In [1]:
import numpy as np
import pandas as pd
import os
import re

startRampPath = 'data/BLM/start_ramp/'
startAdjustPath = 'data/BLM/start_adjust/'
startSqueezePath = 'data/BLM/start_squeeze/'
flatTopPath = 'data/BLM/flat_top/'

In [2]:
def getMaxLossRow(fill):
    """
    Extract from the fill the row with the maximum loss.
    
    Parameters
        fill : DataFrame -- DataFrame loaded from the BLM data fill file, without timestamp column
    Returns
        DataFrame with row with the max BLM value in the provided data
    """
    maxes = fill.max(axis=1)  # row index -> max for that row
    maxOverallIdx = maxes.idxmax() # row index where max overall in fill can be found
    
    return fill.loc[maxOverallIdx] # row containing max overall

In [3]:
def getFillFilenames(phasePath):
    files = sorted(os.listdir(phasePath))
    files = [file for file in files if file.endswith('.txt')] # keep only text files - filter out files such as desktop.ini
    
    return files

In [4]:
def getMergedPhaseLosses(phasePath, maxFills):
    """
        In each fill file in phasePath (up to maxFills) the "max loss row" is found (i.e. searching for the highest 
        BLM value registered and taking the row within which it occurs).  This row is appended to a DataFrame.  After this task
        is completed, B1 BLM and B2 BLM columns of interest (symmetric BLMs) are filtered out.  A new DataFrame is created whose 
        columns are "logical" BLM names - each representing a pair of symmetric BLMs.  The rows are therefore hierachically 
        indexed by beam number (B1 or B2) and fill number.
    Parameters
        phasePath : string - path containing fill files for a particular phase
        maxFills : int - maximum number of fills to process.  -1 to process all fill files.
    Returns
        DataFrame hierarchically indexed by fill number and beam number (B1 or B2); columns are logical BLM names.  Each row is
        the max loss row taken from the corresponding fill file. eg row B1, 7207 and row B2, 7207 both originate from
        the same row in fill 7207 - the max loss row.  It was split into two separate rows differing by beam index (B1 and B2)
        so that symmetric B1 BLMs and B2 BLMs could be merged under the same logical BLM column names.  
    """
    filenames = getFillFilenames(phasePath)
    phaseLosses = pd.DataFrame() # in each fill the row with the highest loss is chosen and appended to this DataFrame
    maxLossRows = []
    prevFillNo = -1 # used to assert that filenames are in chronological order of fill number
    for i, filename in enumerate(filenames):
        if i == maxFills:
            break

        # load fill file into a DataFrame
        fill = pd.read_csv(phasePath + filename, sep=' ', header=None)
        # Delete first column (contains timestamps)
        fill = fill.drop(columns=0)
        # Extract the fill number from the filename (used eventually as the key for the row extracted from this fill)
        fillNo = re.search(r'\d+', filename).group()
        assert int(fillNo) > prevFillNo, "Fills not loaded in chronological order!  Fill " + fillNo + " came after " + str(prevFillNo)
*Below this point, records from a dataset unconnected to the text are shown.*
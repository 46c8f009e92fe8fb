// SPDX-License-Identifier: MPL-2.0
// This Source Code Form is subject to the terms of the Mozilla Public
// License, v. 2.0. If a copy of the MPL was not distributed with this
// file, You can obtain one at https://mozilla.org/MPL/2.0/.

//! Window-covering accessory exposed to the smart-home host.
//!
//! The host owns the accessory protocol. This crate only needs three things
//! from it, expressed as traits so that nothing depends on process-wide
//! host handles:
//!
//! - an [`AccessoryFactory`] that builds the host's window-covering service
//! - a [`WindowCoveringService`] to push characteristic values
//! - somewhere to register the [`CharacteristicHandlers`] for get/set
//!
//! [`ShutterAccessory`] ties these to a Tasmota shutter.

mod handlers;
mod shutter;

pub use handlers::{CharacteristicHandlers, GetHandler, SetHandler};
pub use shutter::ShutterAccessory;

use std::fmt;

/// Characteristics of the window-covering service.
#[derive(Debug, Clone, Copy, PartialEq, Eq, Hash)]
pub enum Characteristic {
    /// Current opening, 0-100. Read-only.
    CurrentPosition,
    /// Movement state, 0 decreasing, 1 increasing, 2 stopped. Read-only.
    PositionState,
    /// Requested opening, 0-100. Read/write.
    TargetPosition,
}

impl Characteristic {
    /// All characteristics of the service.
    pub const ALL: [Self; 3] = [
        Self::CurrentPosition,
        Self::PositionState,
        Self::TargetPosition,
    ];

    /// Returns the characteristic name as the host knows it.
    #[must_use]
    pub const fn as_str(&self) -> &'static str {
        match self {
            Self::CurrentPosition => "CurrentPosition",
            Self::PositionState => "PositionState",
            Self::TargetPosition => "TargetPosition",
        }
    }

    /// Returns `true` if the host may write this characteristic.
    #[must_use]
    pub const fn is_writable(&self) -> bool {
        matches!(self, Self::TargetPosition)
    }

    /// Returns the inclusive range of valid values.
    #[must_use]
    pub const fn range(&self) -> (u8, u8) {
        match self {
            Self::CurrentPosition | Self::TargetPosition => (0, 100),
            Self::PositionState => (0, 2),
        }
    }
}

impl fmt::Display for Characteristic {
    fn fmt(&self, f: &mut fmt::Formatter<'_>) -> fmt::Result {
        f.write_str(self.as_str())
    }
}

/// Static accessory information service contents.
#[derive(Debug, Clone, PartialEq, Eq, Default)]
pub struct AccessoryInformation {
    /// Display name.
    pub name: String,
    /// Manufacturer.
    pub manufacturer: String,
    /// Model.
    pub model: String,
    /// Serial number (usually the device MAC address).
    pub serial_number: String,
}

/// The host's window-covering service.
///
/// Implementations must accept updates at any time, outside of any get/set
/// exchange, and from any thread.
pub trait WindowCoveringService: Send + Sync {
    /// Pushes a new value for `characteristic` to the host.
    fn update_value(&self, characteristic: Characteristic, value: u8);
}

impl<S: WindowCoveringService + ?Sized> WindowCoveringService for std::sync::Arc<S> {
    fn update_value(&self, characteristic: Characteristic, value: u8) {
        (**self).update_value(characteristic, value);
    }
}

/// Builds host services for a new accessory.
pub trait AccessoryFactory {
    /// The service type produced.
    type Service: WindowCoveringService;

    /// Creates the window-covering service for an accessory named `name`.
    fn window_covering(&self, name: &str) -> Self::Service;
}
        # extract from the fill the row with the maximum loss
        rowWithMaxLoss = getMaxLossRow(fill)
        rowWithMaxLoss.name = fillNo
        maxLossRows.append(rowWithMaxLoss)
        prevFillNo = int(fillNo)
        
    phaseLosses = phaseLosses.append(maxLossRows)
        
    blmLabels = np.genfromtxt('data/blm_labels.txt', dtype='str')
    beam1BlmLabels = np.genfromtxt('data/beam1_blm_labels.txt', dtype='str')
    beam2BlmLabels = np.genfromtxt('data/beam2_blm_labels.txt', dtype='str')
    # NB: Each BLM in beam1BlmLabels corresponds row by row to its symmetric BLM in  beam2BlmLabels
    logicalBlmLabels = np.genfromtxt('data/logical_blm_labels.txt', dtype='str')
    assert len(beam1BlmLabels) == len(beam2BlmLabels) == len(logicalBlmLabels)

    phaseLosses.columns = blmLabels

    # Separate beam 1 losses and beam 2 losses
    beam1PhaseLosses = phaseLosses.filter(items=beam1BlmLabels); 
    beam2PhaseLosses = phaseLosses.filter(items=beam2BlmLabels);

    # merge beam 1 losses and beam 2 losses under the same logical BLM labels
    beam1PhaseLosses.columns = logicalBlmLabels 
    beam2PhaseLosses.columns = logicalBlmLabels
    mergedPhaseLosses = pd.concat([beam1PhaseLosses, beam2PhaseLosses], keys=['B1', 'B2'])
    
    return mergedPhaseLosses

In [5]:
maxFills = -1
startRampLosses = getMergedPhaseLosses(startRampPath, maxFills)
startAdjustLosses = getMergedPhaseLosses(startAdjustPath, maxFills)
startSqueezeLosses = getMergedPhaseLosses(startSqueezePath, maxFills)
flatTopLosses = getMergedPhaseLosses(flatTopPath, maxFills)

In [6]:
# save the DataFrames

startRampLosses.to_pickle("data/pickles/startRampLosses.pkl")
startAdjustLosses.to_pickle("data/pickles/startAdjustLosses.pkl")
startSqueezeLosses.to_pickle("data/pickles/startSqueezeLosses.pkl")
flatTopLosses.to_pickle("data/pickles/flatTopLosses.pkl")